:: TASK STATEMENT ::
Only the lines from the one containing "assert_eq!(cpu_upload_history(&backend).unwrap().len(), 1);" through the last line of the data are to be written out, exactly and in full.

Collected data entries
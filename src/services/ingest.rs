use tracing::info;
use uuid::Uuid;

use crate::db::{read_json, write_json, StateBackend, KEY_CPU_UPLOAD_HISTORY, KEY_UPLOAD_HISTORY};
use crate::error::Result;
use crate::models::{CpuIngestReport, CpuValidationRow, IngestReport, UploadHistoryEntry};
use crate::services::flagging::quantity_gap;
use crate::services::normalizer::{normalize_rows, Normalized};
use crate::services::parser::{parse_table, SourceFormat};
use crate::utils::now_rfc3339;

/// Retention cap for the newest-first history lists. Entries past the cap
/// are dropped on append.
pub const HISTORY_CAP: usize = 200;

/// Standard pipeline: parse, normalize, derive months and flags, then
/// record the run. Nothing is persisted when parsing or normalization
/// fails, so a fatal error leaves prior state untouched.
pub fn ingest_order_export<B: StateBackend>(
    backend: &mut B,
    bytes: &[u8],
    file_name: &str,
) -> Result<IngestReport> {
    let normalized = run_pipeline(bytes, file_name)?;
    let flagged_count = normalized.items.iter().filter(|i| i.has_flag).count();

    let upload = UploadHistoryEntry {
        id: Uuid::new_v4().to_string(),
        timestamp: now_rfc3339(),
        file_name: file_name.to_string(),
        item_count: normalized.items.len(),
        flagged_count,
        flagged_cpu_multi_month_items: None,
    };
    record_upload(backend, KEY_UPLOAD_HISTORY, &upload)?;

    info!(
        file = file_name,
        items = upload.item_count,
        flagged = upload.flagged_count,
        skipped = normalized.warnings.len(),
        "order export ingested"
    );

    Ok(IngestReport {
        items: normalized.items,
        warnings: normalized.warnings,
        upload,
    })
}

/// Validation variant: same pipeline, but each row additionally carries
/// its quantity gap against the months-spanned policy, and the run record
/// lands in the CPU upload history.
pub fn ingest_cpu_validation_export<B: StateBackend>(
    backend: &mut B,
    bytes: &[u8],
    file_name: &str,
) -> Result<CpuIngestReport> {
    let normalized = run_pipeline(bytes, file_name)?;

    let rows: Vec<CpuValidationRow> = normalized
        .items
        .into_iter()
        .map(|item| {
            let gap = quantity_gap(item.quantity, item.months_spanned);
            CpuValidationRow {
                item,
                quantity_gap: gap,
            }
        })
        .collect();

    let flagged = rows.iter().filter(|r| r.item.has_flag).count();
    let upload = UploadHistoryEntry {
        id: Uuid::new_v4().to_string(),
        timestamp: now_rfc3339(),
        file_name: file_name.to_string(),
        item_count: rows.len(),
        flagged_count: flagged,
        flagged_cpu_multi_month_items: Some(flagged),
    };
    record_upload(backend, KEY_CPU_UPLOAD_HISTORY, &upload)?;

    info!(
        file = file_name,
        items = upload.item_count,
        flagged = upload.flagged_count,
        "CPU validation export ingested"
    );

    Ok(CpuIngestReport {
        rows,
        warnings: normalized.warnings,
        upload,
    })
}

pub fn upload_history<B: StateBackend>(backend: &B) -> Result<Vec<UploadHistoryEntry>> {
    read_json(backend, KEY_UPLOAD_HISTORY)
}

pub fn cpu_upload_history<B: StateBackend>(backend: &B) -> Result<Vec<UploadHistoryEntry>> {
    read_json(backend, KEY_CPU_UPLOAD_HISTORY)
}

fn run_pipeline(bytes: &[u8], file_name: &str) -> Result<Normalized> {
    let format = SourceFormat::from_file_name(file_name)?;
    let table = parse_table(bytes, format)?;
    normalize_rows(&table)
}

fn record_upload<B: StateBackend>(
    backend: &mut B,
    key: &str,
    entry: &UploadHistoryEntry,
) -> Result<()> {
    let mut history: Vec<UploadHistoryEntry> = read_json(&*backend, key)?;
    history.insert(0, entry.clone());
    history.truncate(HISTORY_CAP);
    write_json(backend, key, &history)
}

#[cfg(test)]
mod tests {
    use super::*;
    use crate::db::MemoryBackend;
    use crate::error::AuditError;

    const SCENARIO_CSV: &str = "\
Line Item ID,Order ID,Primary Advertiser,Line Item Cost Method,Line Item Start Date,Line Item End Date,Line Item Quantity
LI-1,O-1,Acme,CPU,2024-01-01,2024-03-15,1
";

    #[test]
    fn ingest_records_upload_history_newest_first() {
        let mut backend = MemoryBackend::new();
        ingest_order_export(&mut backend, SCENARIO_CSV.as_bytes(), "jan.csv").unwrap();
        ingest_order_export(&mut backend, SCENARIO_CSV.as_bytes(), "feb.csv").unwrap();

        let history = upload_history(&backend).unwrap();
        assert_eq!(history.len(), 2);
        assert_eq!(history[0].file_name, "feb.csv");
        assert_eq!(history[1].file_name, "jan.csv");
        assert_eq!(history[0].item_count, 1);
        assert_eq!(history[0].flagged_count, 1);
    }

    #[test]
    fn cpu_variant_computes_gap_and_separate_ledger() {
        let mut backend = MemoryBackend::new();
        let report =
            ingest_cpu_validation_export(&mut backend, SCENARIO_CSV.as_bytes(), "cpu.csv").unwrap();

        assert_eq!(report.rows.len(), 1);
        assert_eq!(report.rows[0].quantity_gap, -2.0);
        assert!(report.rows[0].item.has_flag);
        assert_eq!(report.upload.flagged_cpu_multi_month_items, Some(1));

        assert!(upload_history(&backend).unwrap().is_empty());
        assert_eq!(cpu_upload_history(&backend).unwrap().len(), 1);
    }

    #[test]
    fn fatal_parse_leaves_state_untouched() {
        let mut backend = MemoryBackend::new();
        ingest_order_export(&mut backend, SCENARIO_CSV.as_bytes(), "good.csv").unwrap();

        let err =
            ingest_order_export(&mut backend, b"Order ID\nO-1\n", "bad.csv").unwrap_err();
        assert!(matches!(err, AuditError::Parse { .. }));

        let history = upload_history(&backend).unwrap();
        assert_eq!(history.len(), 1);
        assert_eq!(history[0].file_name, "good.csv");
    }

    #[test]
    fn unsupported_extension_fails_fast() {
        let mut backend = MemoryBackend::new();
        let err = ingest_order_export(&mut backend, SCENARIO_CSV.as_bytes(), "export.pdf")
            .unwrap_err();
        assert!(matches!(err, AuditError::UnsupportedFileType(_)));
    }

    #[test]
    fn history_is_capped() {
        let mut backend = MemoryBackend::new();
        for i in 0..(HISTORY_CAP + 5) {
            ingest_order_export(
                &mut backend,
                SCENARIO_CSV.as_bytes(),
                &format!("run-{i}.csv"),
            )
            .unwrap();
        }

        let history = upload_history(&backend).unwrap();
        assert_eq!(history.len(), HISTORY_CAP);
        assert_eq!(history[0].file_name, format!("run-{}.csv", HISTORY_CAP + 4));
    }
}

:: SOLVED PROBLEM ::
        assert_eq!(cpu_upload_history(&backend).unwrap().len(), 1);
    }

    #[test]
    fn fatal_parse_leaves_state_untouched() {
        let mut backend = MemoryBackend::new();
        ingest_order_export(&mut backend, SCENARIO_CSV.as_bytes(), "good.csv").unwrap();

        let err =
            ingest_order_export(&mut backend, b"Order ID\nO-1\n", "bad.csv").unwrap_err();
        assert!(matches!(err, AuditError::Parse { .. }));

        let history = upload_history(&backend).unwrap();
        assert_eq!(history.len(), 1);
        assert_eq!(history[0].file_name, "good.csv");
    }

    #[test]
    fn unsupported_extension_fails_fast() {
        let mut backend = MemoryBackend::new();
        let err = ingest_order_export(&mut backend, SCENARIO_CSV.as_bytes(), "export.pdf")
            .unwrap_err();
        assert!(matches!(err, AuditError::UnsupportedFileType(_)));
    }

    #[test]
    fn history_is_capped() {
        let mut backend = MemoryBackend::new();
        for i in 0..(HISTORY_CAP + 5) {
            ingest_order_export(
                &mut backend,
                SCENARIO_CSV.as_bytes(),
                &format!("run-{i}.csv"),
            )
            .unwrap();
        }

        let history = upload_history(&backend).unwrap();
        assert_eq!(history.len(), HISTORY_CAP);
        assert_eq!(history[0].file_name, format!("run-{}.csv", HISTORY_CAP + 4));
    }
}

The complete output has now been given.